• **PROMPT**
Reproduce, exactly and in full, only the lines below from the one containing "let intensity = (lit" through the one containing "pub fn shade(&mut".
____ DATA TO EXAMINE
/// Decode a record into a shading job
///
/// Returns `Ok(None)` for non-polygon records and for polygons that clip away
/// entirely. Matrix and state records are not handled here.
pub fn prepare_polygon(
    record: &PolygonRecord,
    geometry: &GeometryState,
    sequence: u64,
    params: ShadeParams,
    textures: &Arc<TextureStore>,
) -> Result<Option<PolygonJob>> {
    let format = params.depth_rule.format;
    let (attrs, color, triangles) = match record {
        PolygonRecord::Flat {
            vertices,
            color,
            attrs,
        } => {
            let depth = flat_depth(vertices, format);
            let vertices = vertices.map(|v| PolyVertex::new(v.x, v.y, []));
            (*attrs, *color, vec![PreparedTriangle::Flat { vertices, depth }])
        }
        PolygonRecord::Gouraud { vertices, attrs } => {
            let vertices = vertices.map(|v| {
                let c = v.color;
                PolyVertex::new(
                    v.pos.x,
                    v.pos.y,
                    [
                        depth_encode(v.pos.z, format) as i32,
                        (c.r as i32) << FRAC_BITS,
                        (c.g as i32) << FRAC_BITS,
                        (c.b as i32) << FRAC_BITS,
                    ],
                )
            });
            (*attrs, Color::WHITE, vec![PreparedTriangle::Gouraud(vertices)])
        }
        PolygonRecord::Textured { vertices, attrs } => {
            let triangle = if attrs.flags.contains(PolyFlags::PERSPECTIVE) {
                PreparedTriangle::Perspective(vertices.map(|v| {
                    let [depth, w, uw, vw, _] = perspective_params(v.pos.z, v.u, v.v, 0, format);
                    PolyVertex::new(v.pos.x, v.pos.y, [depth, w, uw, vw])
                }))
            } else {
                PreparedTriangle::Affine(vertices.map(|v| {
                    PolyVertex::new(
                        v.pos.x,
                        v.pos.y,
                        [
                            depth_encode(v.pos.z, format) as i32,
                            float_to_fixed(v.u, FRAC_BITS),
                            float_to_fixed(v.v, FRAC_BITS),
                        ],
                    )
                }))
            };
            (*attrs, Color::WHITE, vec![triangle])
        }
        PolygonRecord::Polygon3d {
            vertices,
            normal,
            color,
            attrs,
        } => {
            let triangles = prepare_3d(vertices, *normal, attrs, geometry, format)?;
            if triangles.is_empty() {
                return Ok(None);
            }
            (*attrs, *color, triangles)
        }
        _ => return Ok(None),
    };

    Ok(Some(PolygonJob {
        sequence,
        attrs,
        color,
        clip: geometry.clip,
        triangles,
        params,
        textures: Arc::clone(textures),
    }))
}

fn flat_depth(vertices: &[ScreenVertex; 3], format: DepthFormat) -> u32 {
    let sum: u64 = vertices.iter().map(|v| depth_encode(v.z, format) as u64).sum();
    (sum / 3) as u32
}

/// `[depth, w, u*w, v*w, intensity]` for one perspective vertex
fn perspective_params(z: f32, u: f32, v: f32, intensity: u16, format: DepthFormat) -> [i32; 5] {
    let w = reciprocal_z(z);
    let premultiply = |t: f32| ((float_to_fixed(t, FRAC_BITS) as i64 * w as i64) >> W_SHIFT) as i32;
    [depth_encode(z, format) as i32, w, premultiply(u), premultiply(v), intensity as i32]
}

fn prepare_3d(
    vertices: &[ModelVertex],
    face_normal: [f32; 3],
    attrs: &PolyAttrs,
    geometry: &GeometryState,
    format: DepthFormat,
) -> Result<Vec<PreparedTriangle>> {
    let matrix = geometry.matrices.top();
    let face_intensity = geometry.light.intensity(matrix.transform_normal(face_normal));
    let smooth = attrs.flags.contains(PolyFlags::SMOOTH_LIGHTING);

    let mut poly = ClipPolygon::new();
    for v in vertices {
        let eye = matrix.transform_point(v.position);
        let lit = if smooth {
            geometry.light.intensity(matrix.transform_normal(v.normal))
        } else {
            face_intensity
        };
        let intensity = (lit as u32 * attrs.intensity as u32 / FULL_INTENSITY as u32) as f32;
        poly.push(ClipVertex::with_params(eye[0], eye[1], eye[2], &[v.u, v.v, intensity]))?;
    }

    let clipped = clip_polygon_planes(&poly, &ClipPlane::frustum(&geometry.viewport), 3)?;
    if clipped.is_degenerate() {
        log::trace!("3D polygon clipped away");
        return Ok(Vec::new());
    }

    let projected: Vec<PolyVertex<5>> = clipped
        .vertices()
        .iter()
        .map(|cv| {
            let (sx, sy) = geometry.viewport.project([cv.x, cv.y, cv.z]);
            let intensity = cv.p[2].round().clamp(0.0, u16::MAX as f32) as u16;
            PolyVertex::new(
                truncate_coord(sx),
                truncate_coord(sy),
                perspective_params(cv.z, cv.p[0], cv.p[1], intensity, format),
            )
        })
        .collect();

    Ok(projected
        .windows(2)
        .skip(1)
        .map(|pair| PreparedTriangle::Lit([projected[0], pair[0], pair[1]]))
        .collect())
}

fn truncate_coord(v: f32) -> i16 {
    v.clamp(i16::MIN as f32, i16::MAX as f32) as i16
}

/// Per-thread scan-conversion scratch, one converter per parameter count
pub struct TriangleRasterizer {
    flat: ScanConverter<0>,
    affine: ScanConverter<3>,
    quad: ScanConverter<4>,
    lit: ScanConverter<5>,
}

impl TriangleRasterizer {
    pub fn new() -> Self {
        Self {
            flat: ScanConverter::new(),
            affine: ScanConverter::new(),
            quad: ScanConverter::new(),
            lit: ScanConverter::new(),
        }
    }

    /// Shade every triangle of `job` into one fragment batch
    ///
    /// # Errors
    ///
    /// `ScanlineOverflow` from the scan-converter.
    pub fn shade(&mut self, job: &PolygonJob) -> Result<FragmentBatch> {
        let attrs = &job.attrs;
        let translucent = attrs.flags.contains(PolyFlags::TRANSLUCENT);
        let mut batch = FragmentBatch {
            sequence: job.sequence,
            translucent,
            depth_test: !attrs.flags.contains(PolyFlags::DEPTH_DISABLE),
            blend: if translucent { attrs.blend } else { BlendMode::Opaque },
            fragments: Vec::new(),
        };

        let shader = Shader::new(job);
        for triangle in &job.triangles {
            match triangle {
                PreparedTriangle::Flat { vertices, depth } => {
                    let setup = self.flat.setup(vertices[0], vertices[1], vertices[2], &job.clip)?;
                    if let Some(setup) = setup {
                        let depth = shader.depth_word(*depth);
                        shader.emit(setup, &mut batch, |_| Some((job.color, depth)));
                    }
                }
                PreparedTriangle::Gouraud(v) => {
                    if let Some(setup) = self.quad.setup(v[0], v[1], v[2], &job.clip)? {
                        shader.emit(setup, &mut batch, |p| {
                            let channel = |i: usize| (p[i] >> (2 * FRAC_BITS)).clamp(0, 255) as u8;
                            let color = Color::new(channel(1), channel(2), channel(3));
                            Some((color, shader.interpolated_depth(p[0])))
                        });
                    }
                }
                PreparedTriangle::Affine(v) => {
                    if let Some(setup) = self.affine.setup(v[0], v[1], v[2], &job.clip)? {
                        shader.emit(setup, &mut batch, |p| {
                            let u = (p[1] >> FRAC_BITS) as i32;
                            let v = (p[2] >> FRAC_BITS) as i32;
                            let texel = shader.sample(u, v)?;
                            Some((shader.polygon_intensity(texel), shader.interpolated_depth(p[0])))
                        });
                    }
                }
                PreparedTriangle::Perspective(v) => {
                    if let Some(setup) = self.quad.setup(v[0], v[1], v[2], &job.clip)? {
                        shader.emit(setup, &mut batch, |p| {
                            let u = perspective_divide(p[2], p[1]);
                            let v = perspective_divide(p[3], p[1]);
                            let texel = shader.sample(u, v)?;
                            Some((shader.polygon_intensity(texel), shader.interpolated_depth(p[0])))
                        });
                    }
                }
                PreparedTriangle::Lit(v) => {
                    if let Some(setup) = self.lit.setup(v[0], v[1], v[2], &job.clip)? {
                        let textured = attrs.flags.contains(PolyFlags::TEXTURED);
                        shader.emit(setup, &mut batch, |p| {
                            let base = if textured {
                                let u = perspective_divide(p[2], p[1]);
                                let v = perspective_divide(p[3], p[1]);
                                shader.sample(u, v)?
                            } else {
                                job.color
                            };
                            let intensity = (p[4] >> FRAC_BITS).clamp(0, u16::MAX as i64) as u16;
                            let depth = shader.interpolated_depth(p[0]);
                            Some((scale_intensity(base, intensity), depth))
                        });
                    }
                }
            }
        }

        log::trace!(
            "polygon {} shaded: {} triangles, {} fragments",
            job.sequence,
            job.triangles.len(),
            batch.fragments.len()
        );
        Ok(batch)
    }
}

impl Default for TriangleRasterizer {
    fn default() -> Self {
        Self::new()
    }
}

/// Per-job shading helpers
struct Shader<'a> {
    params: &'a ShadeParams,
    textures: &'a TextureStore,
    address: TexelAddress,
    bilinear: bool,
    intensity: u16,
    priority: u8,
}

impl<'a> Shader<'a> {
    fn new(job: &'a PolygonJob) -> Self {
        let attrs = &job.attrs;
        Self {
            params: &job.params,
            textures: &job.textures,
            address: TexelAddress {
                sheet: attrs.sheet as usize,
                palette_base: attrs.palette as usize,
                mirror_u: attrs.flags.contains(PolyFlags::MIRROR_U),
                mirror_v: attrs.flags.contains(PolyFlags::MIRROR_V),
            },
            bilinear: attrs.flags.contains(PolyFlags::BILINEAR),
            intensity: attrs.intensity,
            priority: attrs.priority,
        }
    }

    #[inline]
    fn sample(&self, u: i32, v: i32) -> Option<Color> {
        if self.bilinear {
            self.textures.sample_bilinear(&self.address, u, v)
        } else {
            self.textures.sample_nearest(&self.address, u, v)
        }
    }

    #[inline]
    fn polygon_intensity(&self, c: Color) -> Color {
        if self.intensity == FULL_INTENSITY {
            c
        } else {
            scale_intensity(c, self.intensity)
        }
    }

    #[inline]
    fn depth_word(&self, depth: u32) -> u32 {
        self.params.depth_rule.compose(depth, self.priority)
    }

    #[inline]
    fn interpolated_depth(&self, p: i64) -> u32 {
        self.depth_word((p >> FRAC_BITS).clamp(0, DEPTH_MAX as i64) as u32)
    }

    /// Walk every span of `setup`, stepping parameters by `dpdx`
    fn emit<const N: usize>(
        &self,
        setup: &TriangleSetup<N>,
        batch: &mut FragmentBatch,
        mut pixel: impl FnMut(&[i64; N]) -> Option<(Color, u32)>,
    ) {
        let width = self.params.width as i32;
        for (y, span) in setup.rows() {
            let mut p = span.p;
            for x in span.start_x..=span.end_x {
                if let Some((color, depth)) = pixel(&p) {
                    let packed = if self.params.dither {
                        self.params.format.pack_dithered(color, x, y)
                    } else {
                        self.params.format.pack(color)
                    };
                    batch.fragments.push(Fragment {
                        index: (y * width + x) as u32,
                        color: packed,
                        depth,
                    });
                }
                for (value, delta) in p.iter_mut().zip(setup.dpdx.iter()) {
                    *value += delta;
                }
            }
        }
    }
}
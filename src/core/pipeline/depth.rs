// SPDX-License-Identifier: Apache-2.0
// Copyright 2025 itsakeyfut
//
// Licensed under the Apache License, Version 2.0 (the "License");
// you may not use this file except in compliance with the License.
// You may obtain a copy of the License at
//
//     http://www.apache.org/licenses/LICENSE-2.0
//
// Unless required by applicable law or agreed to in writing, software
// distributed under the License is distributed on an "AS IS" BASIS,
// WITHOUT WARRANTIES OR CONDITIONS OF ANY KIND, either express or implied.
// See the License for the specific language governing permissions and
// limitations under the License.

//! Depth test rules
//!
//! Each hardware variant has its own comparison direction and strictness,
//! and some use a different comparison for translucent polygons than for
//! opaque ones. These are kept per variant in a [`DepthRule`] rather than
//! unified.
//!
//! # Depth word
//!
//! ```text
//! 31      24 23                     0
//! [priority][        depth          ]
//! ```
//!
//! The priority byte is only folded in when [`DepthRule::priority_bits`] is
//! set; the whole word then takes part in the comparison.

use crate::core::fixed::DEPTH_MAX;
use serde::{Deserialize, Serialize};

/// Depth comparison: incoming fragment vs stored value
#[derive(Debug, Clone, Copy, PartialEq, Eq, Serialize, Deserialize)]
pub enum DepthCompare {
    Less,
    LessEqual,
    Greater,
    GreaterEqual,
    Always,
}

impl DepthCompare {
    /// Whether a fragment with depth `incoming` passes against `stored`
    #[inline(always)]
    pub fn passes(self, incoming: u32, stored: u32) -> bool {
        match self {
            DepthCompare::Less => incoming < stored,
            DepthCompare::LessEqual => incoming <= stored,
            DepthCompare::Greater => incoming > stored,
            DepthCompare::GreaterEqual => incoming >= stored,
            DepthCompare::Always => true,
        }
    }
}

/// How eye-space Z maps to the 24-bit depth value
#[derive(Debug, Clone, Copy, PartialEq, Eq, Serialize, Deserialize)]
pub enum DepthFormat {
    /// `z` in 16.8 fixed point; nearer is smaller
    Linear,
    /// `1/z` in 0.24 fixed point; nearer is larger
    Reciprocal,
}

/// Per-variant depth policy
#[derive(Debug, Clone, Copy, PartialEq, Eq, Serialize, Deserialize)]
pub struct DepthRule {
    pub format: DepthFormat,
    /// Comparison for opaque polygons
    pub opaque: DepthCompare,
    /// Comparison for translucent polygons
    pub translucent: DepthCompare,
    /// Whether translucent polygons update the Z-buffer
    pub write_on_translucent: bool,
    /// Fold the polygon priority into bits 24..31 of the depth word
    pub priority_bits: bool,
}

impl DepthRule {
    /// Linear Z, strictly-less for everything, always writes
    pub const fn linear_less() -> Self {
        Self {
            format: DepthFormat::Linear,
            opaque: DepthCompare::Less,
            translucent: DepthCompare::Less,
            write_on_translucent: true,
            priority_bits: false,
        }
    }

    /// Reciprocal Z with priority bits; opaque passes on ties, translucent
    /// needs to be strictly nearer and never writes depth
    pub const fn reciprocal_priority() -> Self {
        Self {
            format: DepthFormat::Reciprocal,
            opaque: DepthCompare::GreaterEqual,
            translucent: DepthCompare::Greater,
            write_on_translucent: false,
            priority_bits: true,
        }
    }

    /// Linear Z; opaque passes on ties, translucent strictly nearer and
    /// read-only
    pub const fn linear_translucent_readonly() -> Self {
        Self {
            format: DepthFormat::Linear,
            opaque: DepthCompare::LessEqual,
            translucent: DepthCompare::Less,
            write_on_translucent: false,
            priority_bits: false,
        }
    }

    /// Whether larger depth words are nearer the viewer
    fn nearer_is_larger(&self) -> bool {
        match self.opaque {
            DepthCompare::Greater | DepthCompare::GreaterEqual => true,
            DepthCompare::Less | DepthCompare::LessEqual => false,
            DepthCompare::Always => self.format == DepthFormat::Reciprocal,
        }
    }

    /// Z-buffer value meaning "nothing drawn yet" (farthest possible)
    pub fn clear_value(&self) -> u32 {
        match (self.nearer_is_larger(), self.priority_bits) {
            (true, _) => 0,
            (false, true) => u32::MAX,
            (false, false) => DEPTH_MAX,
        }
    }

    /// Build the stored depth word
    #[inline(always)]
    pub fn compose(&self, depth: u32, priority: u8) -> u32 {
        let depth = depth.min(DEPTH_MAX);
        if self.priority_bits {
            ((priority as u32) << 24) | depth
        } else {
            depth
        }
    }

    /// Run the depth test for one fragment
    #[inline(always)]
    pub fn test(&self, translucent: bool, incoming: u32, stored: u32) -> bool {
        let compare = if translucent {
            self.translucent
        } else {
            self.opaque
        };
        compare.passes(incoming, stored)
    }

    /// Whether a passing fragment updates the Z-buffer
    #[inline(always)]
    pub fn writes_depth(&self, translucent: bool) -> bool {
        !translucent || self.write_on_translucent
    }
}

impl Default for DepthRule {
    fn default() -> Self {
        Self::linear_less()
    }
}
________
• **ANSWER AREA**
        let intensity = (lit as u32 * attrs.intensity as u32 / FULL_INTENSITY as u32) as f32;
        poly.push(ClipVertex::with_params(eye[0], eye[1], eye[2], &[v.u, v.v, intensity]))?;
    }

    let clipped = clip_polygon_planes(&poly, &ClipPlane::frustum(&geometry.viewport), 3)?;
    if clipped.is_degenerate() {
        log::trace!("3D polygon clipped away");
        return Ok(Vec::new());
    }

    let projected: Vec<PolyVertex<5>> = clipped
        .vertices()
        .iter()
        .map(|cv| {
            let (sx, sy) = geometry.viewport.project([cv.x, cv.y, cv.z]);
            let intensity = cv.p[2].round().clamp(0.0, u16::MAX as f32) as u16;
            PolyVertex::new(
                truncate_coord(sx),
                truncate_coord(sy),
                perspective_params(cv.z, cv.p[0], cv.p[1], intensity, format),
            )
        })
        .collect();

    Ok(projected
        .windows(2)
        .skip(1)
        .map(|pair| PreparedTriangle::Lit([projected[0], pair[0], pair[1]]))
        .collect())
}

fn truncate_coord(v: f32) -> i16 {
    v.clamp(i16::MIN as f32, i16::MAX as f32) as i16
}

/// Per-thread scan-conversion scratch, one converter per parameter count
pub struct TriangleRasterizer {
    flat: ScanConverter<0>,
    affine: ScanConverter<3>,
    quad: ScanConverter<4>,
    lit: ScanConverter<5>,
}

impl TriangleRasterizer {
    pub fn new() -> Self {
        Self {
            flat: ScanConverter::new(),
            affine: ScanConverter::new(),
            quad: ScanConverter::new(),
            lit: ScanConverter::new(),
        }
    }

    /// Shade every triangle of `job` into one fragment batch
    ///
    /// # Errors
    ///
    /// `ScanlineOverflow` from the scan-converter.
    pub fn shade(&mut self, job: &PolygonJob) -> Result<FragmentBatch> {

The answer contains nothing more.